Problem to work on
In the material below, find every line containing "initialize" and copy that line.

Material to process
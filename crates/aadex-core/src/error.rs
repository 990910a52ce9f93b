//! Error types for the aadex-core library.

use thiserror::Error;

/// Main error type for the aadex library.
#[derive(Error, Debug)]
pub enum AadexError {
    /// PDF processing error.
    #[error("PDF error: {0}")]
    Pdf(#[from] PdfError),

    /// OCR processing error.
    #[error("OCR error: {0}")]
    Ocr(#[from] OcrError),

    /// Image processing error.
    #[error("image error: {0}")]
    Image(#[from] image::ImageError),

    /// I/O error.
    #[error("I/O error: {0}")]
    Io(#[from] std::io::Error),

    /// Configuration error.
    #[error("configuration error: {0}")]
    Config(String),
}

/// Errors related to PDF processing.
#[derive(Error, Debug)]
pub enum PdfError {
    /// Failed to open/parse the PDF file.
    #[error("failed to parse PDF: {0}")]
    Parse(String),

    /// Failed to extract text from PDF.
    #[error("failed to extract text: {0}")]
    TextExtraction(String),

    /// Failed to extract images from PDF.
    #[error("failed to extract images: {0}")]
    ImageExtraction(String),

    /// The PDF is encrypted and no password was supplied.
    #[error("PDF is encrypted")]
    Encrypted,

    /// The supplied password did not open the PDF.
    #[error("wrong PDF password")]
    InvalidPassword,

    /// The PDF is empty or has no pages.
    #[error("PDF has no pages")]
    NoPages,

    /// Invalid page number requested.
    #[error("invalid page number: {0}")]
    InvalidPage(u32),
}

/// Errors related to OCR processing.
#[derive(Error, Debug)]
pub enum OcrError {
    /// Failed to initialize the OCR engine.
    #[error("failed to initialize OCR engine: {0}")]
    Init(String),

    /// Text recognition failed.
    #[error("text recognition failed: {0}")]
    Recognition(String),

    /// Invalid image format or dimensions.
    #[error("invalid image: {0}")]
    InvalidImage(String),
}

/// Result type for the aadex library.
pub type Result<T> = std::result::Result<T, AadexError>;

Answer to this task
    /// Failed to initialize the OCR engine.
    #[error("failed to initialize OCR engine: {0}")]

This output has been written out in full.